Shtereva also competed in the Olympic Games twice, in 1976 in Montreal and 1980 in Moscow. Both times she competed in both 800 and 1500 metres. In the 1976 Olympic 800 metres event she started by finishing second in the initial heat with 2:01.02 minutes, then second in the semi-final with 1:57.35 minutes. In the final she won the silver medal behind Soviet Tatyana Kazankina (gold) but ahead of East German Elfi Zinn (bronze). Kazankina set a new world record of 1:54.94 minutes, while Shtereva clocked in 1:55.42 minutes. The previous world record was 1:56.0 minutes, achieved by Valentina Gerasimova in June the same year. In the 1976 Olympic 1500 metres event Shtereva reached the final as well, after a fourth place in the heat and a second place in the semi-final. In the final round she finished fourth with 4:06.57 minutes, despite having clocked in 4:02.33 minutes in the semi-final. Kazankina won the gold again; Shtereva was 0.48 seconds too late for the bronze medal.

In the 1980 Olympic 800 metres event she achieved similar results in all the three rounds. She first ran in 1:58.83 minutes to finish third in round one, and in 1:58.87 minutes to finish fourth in the semi-final. In the final she ran in 1:58.71 to finish seventh. In the 1980 Olympic 1500 metres event she ran in 4:08.25 minutes in the first round, better than in the equivalent round of the 1976 Olympics, but this time it was not enough to progress from the heats. She later finished seventh in the final at the 1982 European Championships.

==Domestic titles==
Shtereva became Bulgarian champion in the 400 metres in 1974, 800 metres champion in 1974, 1976, 1979, 1981, 1982, 1985, 1986, 1988 and 1989, 1500 metres champion 1980, 1985 and 1986 and 10,000 metres champion in 1986. In the 800 metres she established a long-standing championship record with her 1:57.2 minutes, achieved in 1979. After Shtereva's last national championship victory in the 800 metres, the hegemony was taken over by Petya Strashilova who won every year but one (1996) between 1990 and 1998. She also became Bulgarian indoor champion in the 800 metres in 1974, 1976, 1979, 1980 and 1987, in the 1500 metres in 1976 and 1987 and in the 3000 metres in 1986. She achieved championship records all three events, with 2:01.1 minutes, 4:09.80 minutes and 9:06.61 minutes respectively; the two latter times were beat in 2000 by Daniela Yordanova, with 4:08.53 minutes and 8:52.90 minutes respectively.

==Personal bests==
The times achieved by Shtereva at the 1976 Summer Olympics, 1:55.42 in the 800 metres and 4:02.33 in the 1500 metres, remained her personal best times.
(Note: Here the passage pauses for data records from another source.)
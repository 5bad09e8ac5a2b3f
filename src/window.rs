/*
 * Sunface - digital weather watch face
 *
 * This program is free software: you can redistribute it and/or modify
 * it under the terms of the GNU General Public License as published by
 * the Free Software Foundation, either version 3 of the License, or
 * (at your option) any later version.
 *
 * This program is distributed in the hope that it will be useful,
 * but WITHOUT ANY WARRANTY; without even the implied warranty of
 * MERCHANTABILITY or FITNESS FOR A PARTICULAR PURPOSE.  See the
 * GNU General Public License for more details.
 *
 * You should have received a copy of the GNU General Public License
 * along with this program.  If not, see <https://www.gnu.org/licenses/>.
 */

use anyhow::Result;

use crate::config::Config;

#[cfg(feature = "device")]
mod window_fb;

#[cfg(feature = "device")]
pub fn new_window() -> Result<window_fb::FramebufferWindow> {
    window_fb::FramebufferWindow::new()
}

#[cfg(feature = "device")]
pub fn new_event_source(_config: &Config) -> Result<crate::events::DefaultEventSource> {
    use crate::events::{Event, EventSender, EventSource};

    // watch hardware has no window manager; the panel is visible from boot
    let source = crate::events::DefaultEventSource::new();
    source.event_sender().send_event(Event::SetVisible(true))?;
    Ok(source)
}

#[cfg(feature = "device")]
pub fn new_locale(
    config: &Config,
    _source: &crate::events::DefaultEventSource
) -> crate::clock::FixedLocale {
    crate::clock::FixedLocale { use_24_hour: config.locale.use_24_hour }
}

#[cfg(feature = "simulate")]
mod window_sdl;

#[cfg(feature = "simulate")]
pub fn new_window() -> Result<window_sdl::SdlWindow> {
    window_sdl::SdlWindow::new()
}

#[cfg(feature = "simulate")]
pub fn new_event_source(config: &Config) -> Result<window_sdl::SdlEventSource> {
    window_sdl::SdlEventSource::new(config.locale.use_24_hour)
}

#[cfg(feature = "simulate")]
pub fn new_locale(
    _config: &Config,
    source: &window_sdl::SdlEventSource
) -> window_sdl::SimLocale {
    source.locale()
}
/*
 * Sunface - digital weather watch face
 *
 * This program is free software: you can redistribute it and/or modify
 * it under the terms of the GNU General Public License as published by
 * the Free Software Foundation, either version 3 of the License, or
 * (at your option) any later version.
 *
 * This program is distributed in the hope that it will be useful,
 * but WITHOUT ANY WARRANTY; without even the implied warranty of
 * MERCHANTABILITY or FITNESS FOR A PARTICULAR PURPOSE.  See the
 * GNU General Public License for more details.
 *
 * You should have received a copy of the GNU General Public License
 * along with this program.  If not, see <https://www.gnu.org/licenses/>.
 */

use log::debug;

use crate::{events::Event, icon::IconBitmap};

/// Display mode as reported by the host. The host alone flips this; the
/// face never self-initiates a mode change.
#[derive(Debug, Clone, Copy, PartialEq, Eq)]
pub enum Mode {
    Interactive,
    Ambient
}

/// Combined lifecycle phase, derived from visibility and mode.
#[derive(Debug, Clone, Copy, PartialEq, Eq)]
pub enum Phase {
    Hidden,
    Interactive,
    Ambient
}

/// Last weather push. Before any push arrives this holds the defined
/// zero defaults; it is never an error state.
#[derive(Debug, Clone, Default)]
pub struct WeatherSnapshot {
    pub max_temp: f64,
    pub min_temp: f64,
    pub icon: Option<IconBitmap>,
    /// Generation of the decode that produced `icon`; also keys the
    /// scaled-icon cache in the composer.
    pub icon_generation: u64
}

/// Actions the runtime must carry out after a transition. The state machine
/// itself performs no I/O.
#[derive(Debug, Clone, Copy, PartialEq, Eq)]
pub enum SideEffect {
    /// Open the weather channel subscription.
    Subscribe,
    /// Close the weather channel subscription.
    Unsubscribe,
    /// Start the periodic redraw timer with the given epoch.
    ArmTimer(u64),
    /// Stop the periodic redraw timer.
    DisarmTimer,
    /// Hook up locale/timezone change notifications.
    RegisterLocale,
    UnregisterLocale,
    /// Re-derive locale dependent date formats.
    RefreshFormats,
    /// Re-resolve the full paint palette. Always a full re-application;
    /// partial paint updates are a bug.
    ResolvePalette,
    /// Request a frame.
    Redraw
}

/// The face's single mutable state, driven entirely by [`Event`]s.
#[derive(Debug)]
pub struct FaceState {
    pub visible: bool,
    pub mode: Mode,
    pub muted: bool,
    pub low_bit_ambient: bool,
    pub burn_in_protection: bool,
    pub peek_card: Option<u32>,
    pub weather: WeatherSnapshot,
    timer_armed: bool,
    timer_epoch: u64,
    subscription_epoch: u64,
    locale_registered: bool
}

impl FaceState {
    pub fn new() -> Self {
        Self {
            visible: false,
            mode: Mode::Interactive,
            muted: false,
            low_bit_ambient: false,
            burn_in_protection: false,
            peek_card: None,
            weather: WeatherSnapshot::default(),
            timer_armed: false,
            timer_epoch: 0,
            subscription_epoch: 0,
            locale_registered: false
        }
    }

    pub fn phase(&self) -> Phase {
        if !self.visible {
            Phase::Hidden
        } else if self.mode == Mode::Ambient {
            Phase::Ambient
        } else {
            Phase::Interactive
        }
    }

    pub fn timer_armed(&self) -> bool {
        self.timer_armed
    }

    /// Apply one event and return the side effects the runtime must execute,
    /// in order.
    pub fn apply(&mut self, event: &Event) -> Vec<SideEffect> {
        let mut fx = Vec::new();

        match event {
            Event::SetVisible(visible) => {
                self.visible = *visible;
                if self.visible {
                    fx.push(SideEffect::Subscribe);
                    self.register_locale(&mut fx);
                    // formats may have gone stale while hidden
                    fx.push(SideEffect::RefreshFormats);
                } else {
                    fx.push(SideEffect::Unsubscribe);
                    self.subscription_epoch += 1;
                    self.unregister_locale(&mut fx);
                }
                self.update_timer(&mut fx);
                fx.push(SideEffect::Redraw);
            }
            Event::SetAmbient(ambient) => {
                self.mode = if *ambient { Mode::Ambient } else { Mode::Interactive };
                fx.push(SideEffect::ResolvePalette);
                self.update_timer(&mut fx);
                fx.push(SideEffect::Redraw);
            }
            Event::SetProperties { low_bit_ambient, burn_in_protection } => {
                self.low_bit_ambient = *low_bit_ambient;
                self.burn_in_protection = *burn_in_protection;
                fx.push(SideEffect::ResolvePalette);
                fx.push(SideEffect::Redraw);
            }
            Event::SetMuted(muted) => {
                if self.muted != *muted {
                    self.muted = *muted;
                    fx.push(SideEffect::ResolvePalette);
                    fx.push(SideEffect::Redraw);
                }
            }
            Event::TimeTick => {
                fx.push(SideEffect::Redraw);
            }
            Event::RedrawTick(epoch) => {
                if self.timer_armed && *epoch == self.timer_epoch {
                    fx.push(SideEffect::Redraw);
                } else {
                    debug!("Dropping stale redraw tick (epoch {})", epoch);
                }
            }
            Event::LocaleChanged => {
                fx.push(SideEffect::RefreshFormats);
                fx.push(SideEffect::Redraw);
            }
            Event::PeekCard(region) => {
                self.peek_card = *region;
                fx.push(SideEffect::Redraw);
            }
            Event::WeatherData(update) => {
                // temperatures are replaced wholesale; the icon follows once
                // its background decode completes
                self.weather.max_temp = update.max_temp;
                self.weather.min_temp = update.min_temp;
                fx.push(SideEffect::Redraw);
            }
            Event::IconDecoded { generation, epoch, icon } => {
                if self.apply_icon(*generation, *epoch, icon.clone()) {
                    fx.push(SideEffect::Redraw);
                }
            }
            Event::Quit => { }
        }

        fx
    }

    /// Accept a decoded icon only if it belongs to the current subscription
    /// and is newer than anything already applied. A failed decode keeps the
    /// previous icon on screen.
    fn apply_icon(&mut self, generation: u64, epoch: u64, icon: Option<IconBitmap>) -> bool {
        if epoch != self.subscription_epoch {
            debug!("Discarding icon decode from closed subscription (epoch {})", epoch);
            return false;
        }
        if generation <= self.weather.icon_generation {
            debug!("Discarding superseded icon decode (generation {})", generation);
            return false;
        }

        match icon {
            Some(icon) => {
                self.weather.icon = Some(icon);
                self.weather.icon_generation = generation;
                true
            }
            None => false
        }
    }

    /// The redraw timer runs iff the face is visible and interactive. Every
    /// arm/disarm bumps the epoch so ticks already in flight are dropped.
    fn update_timer(&mut self, fx: &mut Vec<SideEffect>) {
        let should_run = self.visible && self.mode == Mode::Interactive;
        if should_run != self.timer_armed {
            self.timer_armed = should_run;
            self.timer_epoch += 1;
            fx.push(if should_run {
                SideEffect::ArmTimer(self.timer_epoch)
            } else {
                SideEffect::DisarmTimer
            });
        }
    }

    fn register_locale(&mut self, fx: &mut Vec<SideEffect>) {
        // double registration is a guarded no-op
        if !self.locale_registered {
            self.locale_registered = true;
            fx.push(SideEffect::RegisterLocale);
        }
    }

    fn unregister_locale(&mut self, fx: &mut Vec<SideEffect>) {
        if self.locale_registered {
            self.locale_registered = false;
            fx.push(SideEffect::UnregisterLocale);
        }
    }
}

#[cfg(test)]
mod tests {
    use embedded_graphics::{pixelcolor::Bgr888, prelude::*};

    use super::*;
    use crate::weather::WeatherUpdate;

    fn test_icon() -> IconBitmap {
        IconBitmap::from_pixels(1, 1, vec![Bgr888::WHITE])
    }

    fn shown() -> FaceState {
        let mut state = FaceState::new();
        state.apply(&Event::SetVisible(true));
        state
    }

    #[test]
    fn starts_hidden_with_zero_weather() {
        let state = FaceState::new();
        assert_eq!(state.phase(), Phase::Hidden);
        assert!(!state.timer_armed());
        assert_eq!(state.weather.max_temp, 0.0);
        assert_eq!(state.weather.min_temp, 0.0);
        assert!(state.weather.icon.is_none());
    }

    #[test]
    fn becoming_visible_subscribes_and_arms_timer() {
        let mut state = FaceState::new();
        let fx = state.apply(&Event::SetVisible(true));

        assert_eq!(state.phase(), Phase::Interactive);
        assert!(fx.contains(&SideEffect::Subscribe));
        assert!(fx.contains(&SideEffect::RegisterLocale));
        assert!(fx.contains(&SideEffect::RefreshFormats));
        assert!(fx.contains(&SideEffect::ArmTimer(1)));
        assert!(fx.contains(&SideEffect::Redraw));
    }

    #[test]
    fn becoming_hidden_tears_down() {
        let mut state = shown();
        let fx = state.apply(&Event::SetVisible(false));

        assert_eq!(state.phase(), Phase::Hidden);
        assert!(fx.contains(&SideEffect::Unsubscribe));
        assert!(fx.contains(&SideEffect::UnregisterLocale));
        assert!(fx.contains(&SideEffect::DisarmTimer));
    }

    #[test]
    fn ambient_toggle_flips_timer_and_palette() {
        let mut state = shown();

        let fx = state.apply(&Event::SetAmbient(true));
        assert_eq!(state.phase(), Phase::Ambient);
        assert!(!state.timer_armed());
        assert!(fx.contains(&SideEffect::ResolvePalette));
        assert!(fx.contains(&SideEffect::DisarmTimer));

        let fx = state.apply(&Event::SetAmbient(false));
        assert_eq!(state.phase(), Phase::Interactive);
        assert!(state.timer_armed());
        assert!(fx.contains(&SideEffect::ResolvePalette));
        assert!(fx.iter().any(|e| matches!(e, SideEffect::ArmTimer(_))));
    }

    #[test]
    fn timer_never_runs_while_hidden() {
        // property: visible == false implies timer disarmed, from any state
        let mut state = FaceState::new();
        assert!(!state.timer_armed());

        state.apply(&Event::SetAmbient(true));
        assert!(!state.timer_armed());

        state.apply(&Event::SetAmbient(false));
        assert!(!state.timer_armed());

        state.apply(&Event::SetVisible(true));
        assert!(state.timer_armed());

        state.apply(&Event::SetAmbient(true));
        state.apply(&Event::SetVisible(false));
        assert!(!state.timer_armed());

        state.apply(&Event::SetAmbient(false));
        assert!(!state.timer_armed());
    }

    #[test]
    fn stale_redraw_tick_is_dropped() {
        let mut state = shown();
        let armed_epoch = 1;

        // a tick with the armed epoch redraws
        let fx = state.apply(&Event::RedrawTick(armed_epoch));
        assert!(fx.contains(&SideEffect::Redraw));

        // ambient entry disarms; a tick queued before the disarm must not
        state.apply(&Event::SetAmbient(true));
        let fx = state.apply(&Event::RedrawTick(armed_epoch));
        assert!(fx.is_empty());
    }

    #[test]
    fn locale_registration_is_idempotent() {
        let mut state = FaceState::new();

        let fx = state.apply(&Event::SetVisible(true));
        assert!(fx.contains(&SideEffect::RegisterLocale));

        // host may repeat the visibility report; no second registration
        let fx = state.apply(&Event::SetVisible(true));
        assert!(!fx.contains(&SideEffect::RegisterLocale));

        let fx = state.apply(&Event::SetVisible(false));
        assert!(fx.contains(&SideEffect::UnregisterLocale));

        let fx = state.apply(&Event::SetVisible(false));
        assert!(!fx.contains(&SideEffect::UnregisterLocale));
    }

    #[test]
    fn weather_push_replaces_temps_wholesale() {
        let mut state = shown();
        state.apply(&Event::WeatherData(WeatherUpdate {
            max_temp: 75.3,
            min_temp: 58.1,
            icon_asset: Vec::new()
        }));

        assert_eq!(state.weather.max_temp, 75.3);
        assert_eq!(state.weather.min_temp, 58.1);
        // icon arrives separately, once decoded
        assert!(state.weather.icon.is_none());
    }

    #[test]
    fn decoded_icon_applies_and_failure_retains_previous() {
        let mut state = shown();

        let fx = state.apply(&Event::IconDecoded {
            generation: 1, epoch: 0, icon: Some(test_icon())
        });
        assert!(fx.contains(&SideEffect::Redraw));
        assert!(state.weather.icon.is_some());

        // a later decode that fails keeps the previous icon
        let fx = state.apply(&Event::IconDecoded {
            generation: 2, epoch: 0, icon: None
        });
        assert!(fx.is_empty());
        assert!(state.weather.icon.is_some());
        assert_eq!(state.weather.icon_generation, 1);
    }

    #[test]
    fn older_decode_never_clobbers_newer() {
        let mut state = shown();

        state.apply(&Event::IconDecoded {
            generation: 2, epoch: 0,
            icon: Some(IconBitmap::from_pixels(1, 1, vec![Bgr888::BLACK]))
        });

        // generation 1 finished late; highest generation wins
        let fx = state.apply(&Event::IconDecoded {
            generation: 1, epoch: 0, icon: Some(test_icon())
        });
        assert!(fx.is_empty());
        assert_eq!(state.weather.icon_generation, 2);
    }

    #[test]
    fn decode_from_closed_subscription_is_discarded() {
        let mut state = shown();
        state.apply(&Event::SetVisible(false)); // epoch moves to 1

        let fx = state.apply(&Event::IconDecoded {
            generation: 1, epoch: 0, icon: Some(test_icon())
        });
        assert!(fx.is_empty());
        assert!(state.weather.icon.is_none());
    }

    #[test]
    fn mute_toggle_resolves_palette_once() {
        let mut state = shown();

        let fx = state.apply(&Event::SetMuted(true));
        assert!(fx.contains(&SideEffect::ResolvePalette));

        // unchanged report is a no-op
        let fx = state.apply(&Event::SetMuted(true));
        assert!(fx.is_empty());
    }

    #[test]
    fn peek_card_updates_region() {
        let mut state = shown();
        state.apply(&Event::PeekCard(Some(96)));
        assert_eq!(state.peek_card, Some(96));

        state.apply(&Event::PeekCard(None));
        assert_eq!(state.peek_card, None);
    }
}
She still holds the Bulgarian record in the 800 metres. She also had 2:33.8 minutes in the 1000 metres, achieved in July 1976 in Sofia, 4:30.26 minutes in the mile run, achieved in June 1988 in Bratislava, 9:00.38 minutes in the 3000 metres, achieved in August 1978 in Thessaloniki, and 15:37.49 minutes in the 5000 metres, achieved in May 1985 in Budapest.